20. The petitioner also lodged a complaint against the Bank before the District

Consumer Redressal Forum, Kolkata Unit-II, bearing CC No.19 of 2011,

which was allowed on contest by order dated October 30, 2013. The Bank

was directed to pay costs of Rs.2,000/- and compensation of Rs.5,000/- to

the petitioner. A further sum of Rs.5,000/- was imposed against the Bank

for adopting unfair trade practice.

21. The petitioner also relies on the Judgment and order dated February 19,

2021 passed in WPA 11563 of 2020 to vindicate his stand.

22. Learned counsel for the Bank denies the allegations made by the petitioner.

In the written notes of arguments, the Bank has disclosed that the

petitioner had filed a Money Suit bearing Money Suit No.88 of 2009 before

the Civil Judge (Senior Division), First Court at Barasat claiming damages

and other reliefs, which had been dismissed.

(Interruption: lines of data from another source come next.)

//! Screen-space drawing passes.
//!
//! The core never touches pixels, it describes rounded rectangles in screen
//! coordinates and hands them to a [`Renderer`] supplied by the host.

use crate::camera::Camera;
use crate::entity::Entity;
use crate::math::units::{screen, world};
use crate::world::{Corners, Tile, World};
use crate::TILE_RADIUS;

pub const PLAYER_COLOR: Color = Color::from_hex(0x2d5ce1);
pub const PEER_COLOR: Color = Color::from_hex(0xfc6450);
pub const ENTITY_RADIUS: f32 = 8.0;

#[derive(Copy, Clone, Debug, PartialEq, Eq)]
pub struct Color {
    pub r: u8,
    pub g: u8,
    pub b: u8,
}

impl Color {
    pub const fn from_hex(hex: u32) -> Self {
        Self {
            r: (hex >> 16) as u8,
            g: (hex >> 8) as u8,
            b: hex as u8,
        }
    }
}

pub trait Renderer {
    type Error;

    /// Fills `rect` with `color`. `radii` is per corner, in the order
    /// top-left, top-right, bottom-right, bottom-left.
    fn fill_rounded_rect(&mut self, rect: screen::Rect, radii: [f32; 4], color: Color) -> Result<(), Self::Error>;
}

pub fn corner_radii(corners: Corners, radius: f32) -> [f32; 4] {
    corners.map(|rounded| if rounded { radius } else { 0.0 })
}

/// Draws every tile that lands on screen.
pub fn draw_world<R: Renderer>(
    renderer: &mut R,
    world: &World,
    camera: &Camera,
    screen_size: screen::Size2D,
) -> Result<(), R::Error> {
    let visible = screen::Rect::from_size(screen_size);

    for (position, id, corners) in world.tiles() {
        let tile = World::tile_box(position.x, position.y).to_rect();
        let rect = screen::Rect::new(camera.to_screen(tile.origin, screen_size), tile.size.cast_unit());
        if !rect.intersects(&visible) {
            continue;
        }

        let color = Tile::from_id(id).unwrap_or(Tile::Solid).color();
        renderer.fill_rounded_rect(rect, corner_radii(corners, TILE_RADIUS), color)?;
    }

    Ok(())
}

pub fn draw_entity<R: Renderer>(
    renderer: &mut R,
    entity: &Entity,
    camera: &Camera,
    screen_size: screen::Size2D,
    color: Color,
) -> Result<(), R::Error> {
    let origin = camera.to_screen(entity.position, screen_size);
    let size: world::Size2D = entity.size;
    let rect = screen::Rect::new(origin, size.cast_unit());

    renderer.fill_rounded_rect(rect, [ENTITY_RADIUS; 4], color)
}
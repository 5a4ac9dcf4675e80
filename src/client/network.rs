use std::net::SocketAddr;

use ledge::network::client::Packet;
use ledge::network::NetworkError;
use ledge::sync::Outbound;
use message_io::events::EventReceiver;
use message_io::network::{Endpoint, Transport};
use message_io::node::{self, NodeHandler, NodeTask, StoredNodeEvent};

pub struct Network {
    pub handler: NodeHandler<()>,
    pub receiver: EventReceiver<StoredNodeEvent<()>>,
    pub endpoint: Endpoint,

    #[allow(dead_code)] // RAII
    task: NodeTask,
}

impl Network {
    pub fn connect(server: &str) -> Result<Self, NetworkError> {
        let server_addr: SocketAddr = server.parse().map_err(|_| NetworkError::Address(server.to_owned()))?;

        let (handler, listener) = node::split::<()>();

        let (endpoint, server_addr) = handler
            .network()
            .connect(Transport::FramedTcp, server_addr)
            .map_err(|_| NetworkError::Connect)?;
        log::info!("Connecting to {}", server_addr);

        let (task, receiver) = listener.enqueue();

        Ok(Self {
            handler,
            task,
            receiver,
            endpoint,
        })
    }

    pub fn stop(&self) {
        self.handler.stop();
    }
}

impl Outbound for Network {
    fn send(&mut self, packet: &Packet) {
        match ledge::network::encode(packet) {
            Ok(bytes) => {
                self.handler.network().send(self.endpoint, &bytes);
            }
            Err(e) => log::error!("Dropping {}: {e}", packet.name()),
        }
    }
}
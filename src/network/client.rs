use serde::{Deserialize, Serialize};

use super::{Envelope, PeerId};

/// Packets sent from a client, the relay passes them on untouched
#[derive(Clone, Copy, Serialize, Deserialize, PartialEq, Debug)]
pub enum Packet {
    /// Announces a newcomer to everyone already connected.
    Join(Envelope),
    /// Answer to a [`Packet::Join`].
    Show(Envelope),
    Move(Envelope),
}

impl Packet {
    pub fn envelope(&self) -> &Envelope {
        match self {
            Packet::Join(envelope) | Packet::Show(envelope) | Packet::Move(envelope) => envelope,
        }
    }

    pub fn sender(&self) -> PeerId {
        self.envelope().id
    }

    pub fn name(&self) -> &'static str {
        match self {
            Packet::Join(_) => "join",
            Packet::Show(_) => "show",
            Packet::Move(_) => "move",
        }
    }
}
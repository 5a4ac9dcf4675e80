use std::f32::consts::{FRAC_PI_2, PI};

use ggez::graphics::{self, Canvas, DrawMode, DrawParam, GraphicsContext, Mesh};
use ggez::GameError;
use ledge::math::units::screen;
use ledge::render::{Color, Renderer};

const ARC_SEGMENTS: usize = 6;

/// Fills shapes on a ggez canvas.
pub struct Painter<'a> {
    gfx: &'a GraphicsContext,
    canvas: &'a mut Canvas,
}

impl<'a> Painter<'a> {
    pub fn new(gfx: &'a GraphicsContext, canvas: &'a mut Canvas) -> Self {
        Self { gfx, canvas }
    }
}

impl Renderer for Painter<'_> {
    type Error = GameError;

    fn fill_rounded_rect(&mut self, rect: screen::Rect, radii: [f32; 4], color: Color) -> Result<(), GameError> {
        if rect.is_empty() {
            return Ok(());
        }

        let color = graphics::Color::from_rgb(color.r, color.g, color.b);

        let mesh = if radii.iter().all(|&r| r <= 0.0) {
            let bounds = graphics::Rect::new(rect.origin.x, rect.origin.y, rect.size.width, rect.size.height);
            Mesh::new_rectangle(self.gfx, DrawMode::fill(), bounds, color)?
        } else {
            Mesh::new_polygon(self.gfx, DrawMode::fill(), &outline(rect, radii), color)?
        };

        self.canvas.draw(&mesh, DrawParam::default());
        Ok(())
    }
}

/// Clockwise outline of a rectangle with per-corner radii, starting at the
/// top-left corner.
fn outline(rect: screen::Rect, radii: [f32; 4]) -> Vec<mint::Point2<f32>> {
    let limit = rect.size.width.min(rect.size.height) / 2.0;
    let (min, max) = (rect.min(), rect.max());

    let corners = [
        (screen::Point2D::new(min.x, min.y), PI),
        (screen::Point2D::new(max.x, min.y), PI + FRAC_PI_2),
        (screen::Point2D::new(max.x, max.y), 0.0),
        (screen::Point2D::new(min.x, max.y), FRAC_PI_2),
    ];

    let mut points = Vec::with_capacity(4 * (ARC_SEGMENTS + 1));

    for ((corner, start), radius) in corners.into_iter().zip(radii) {
        let radius = radius.clamp(0.0, limit);
        if radius == 0.0 {
            points.push(mint::Point2::from(corner));
            continue;
        }

        // Pull the arc center inwards from the corner
        let center = screen::Point2D::new(
            corner.x + if corner.x == min.x { radius } else { -radius },
            corner.y + if corner.y == min.y { radius } else { -radius },
        );

        for step in 0..=ARC_SEGMENTS {
            let angle = start + FRAC_PI_2 * step as f32 / ARC_SEGMENTS as f32;
            let (sin, cos) = angle.sin_cos();
            points.push(mint::Point2::from(screen::Point2D::new(
                center.x + radius * cos,
                center.y + radius * sin,
            )));
        }
    }

    points
}

#[cfg(test)]
mod tests {
    use super::*;

    fn rect() -> screen::Rect {
        screen::Rect::new(screen::Point2D::new(10.0, 20.0), screen::Size2D::new(64.0, 32.0))
    }

    #[test]
    fn sharp_outline_is_the_rectangle() {
        let points = outline(rect(), [0.0; 4]);
        let xy: Vec<_> = points.iter().map(|p| (p.x, p.y)).collect();
        assert_eq!(xy, vec![(10.0, 20.0), (74.0, 20.0), (74.0, 52.0), (10.0, 52.0)]);
    }

    #[test]
    fn rounded_outline_stays_inside() {
        let points = outline(rect(), [16.0, 0.0, 100.0, 16.0]);
        assert_eq!(points.len(), 3 * (ARC_SEGMENTS + 1) + 1);

        for p in points {
            assert!((10.0 - 1e-3..=74.0 + 1e-3).contains(&p.x), "{} escaped", p.x);
            assert!((20.0 - 1e-3..=52.0 + 1e-3).contains(&p.y), "{} escaped", p.y);
        }
    }
}
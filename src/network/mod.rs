use std::fmt::Display;

use serde::de::DeserializeOwned;
use serde::{Deserialize, Serialize};
use thiserror::Error;
use uuid::Uuid;

use crate::entity::MovementState;
use crate::math::units::world::*;

pub mod client;
pub mod server;

/// Identifies a connected client, handed out by the relay.
#[derive(Serialize, Deserialize, PartialEq, Debug, Eq, Hash, Clone, Copy)]
#[serde(transparent)]
pub struct PeerId(pub Uuid);

impl PeerId {
    pub fn new_v4() -> Self {
        Self(Uuid::new_v4())
    }

    pub fn raw(&self) -> Uuid {
        self.0
    }
}

impl Display for PeerId {
    fn fmt(&self, f: &mut std::fmt::Formatter<'_>) -> std::fmt::Result {
        write!(f, "{}", self.0)
    }
}

/// Everything a peer needs to draw someone else.
#[derive(Clone, Copy, Debug, Serialize, Deserialize, PartialEq)]
pub struct Snapshot {
    pub position: Point2D,
    pub velocity: Vector2D,
    pub size: Size2D,
    pub health: u32,
    pub state: MovementState,
}

#[derive(Clone, Copy, Debug, Serialize, Deserialize, PartialEq)]
pub struct Envelope {
    pub id: PeerId,
    pub entity: Snapshot,
}

#[derive(Debug, Error)]
pub enum NetworkError {
    #[error("could not connect")]
    Connect,
    #[error("could not start listening")]
    Listen,
    #[error("invalid address {0:?}")]
    Address(String),
    #[error("could not encode packet")]
    Encode(#[from] rmp_serde::encode::Error),
    #[error("could not decode packet")]
    Decode(#[from] rmp_serde::decode::Error),
}

pub fn encode<T: Serialize>(packet: &T) -> Result<Vec<u8>, NetworkError> {
    Ok(rmp_serde::to_vec(packet)?)
}

pub fn decode<T: DeserializeOwned>(bytes: &[u8]) -> Result<T, NetworkError> {
    Ok(rmp_serde::from_slice(bytes)?)
}

#[cfg(test)]
mod tests {
    use super::*;

    fn envelope() -> Envelope {
        Envelope {
            id: PeerId::new_v4(),
            entity: Snapshot {
                position: Point2D::new(64.0, 128.0),
                velocity: Vector2D::new(-2.5, 0.0),
                size: Size2D::new(32.0, 64.0),
                health: 8,
                state: MovementState::Sliding,
            },
        }
    }

    #[test]
    fn packets_survive_the_wire() {
        let packet = server::Packet::Peer(client::Packet::Move(envelope()));
        let bytes = encode(&packet).unwrap();
        assert_eq!(decode::<server::Packet>(&bytes).unwrap(), packet);
    }

    #[test]
    fn garbage_is_an_error() {
        let result = decode::<client::Packet>(&[0xc1, 0x00, 0xff]);
        assert!(matches!(result, Err(NetworkError::Decode(_))));
    }
}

23. The bank also enumerates certain alleged instances of non-deposit of

court-fees by the petitioner even after receiving the same in Clause f of

Paragraph 4 of its written notes of arguments, by placing reliance on

certain paragraphs of the affidavits-in-opposition and reply filed in

connection with the present writ petition.

24. Some suits, it is alleged, were dismissed for default due to non-payment of

court-fees, for which the petitioner allegedly admitted responsibility by

undertaking to proceed with the restoration of such cases without raising

any bill till they were restored, vide letter dated February 6, 2006.

25. As regards the letters dated December 24, 2005 and January 9, 2006,

annexed to the writ petition, the Bank denies the service of those.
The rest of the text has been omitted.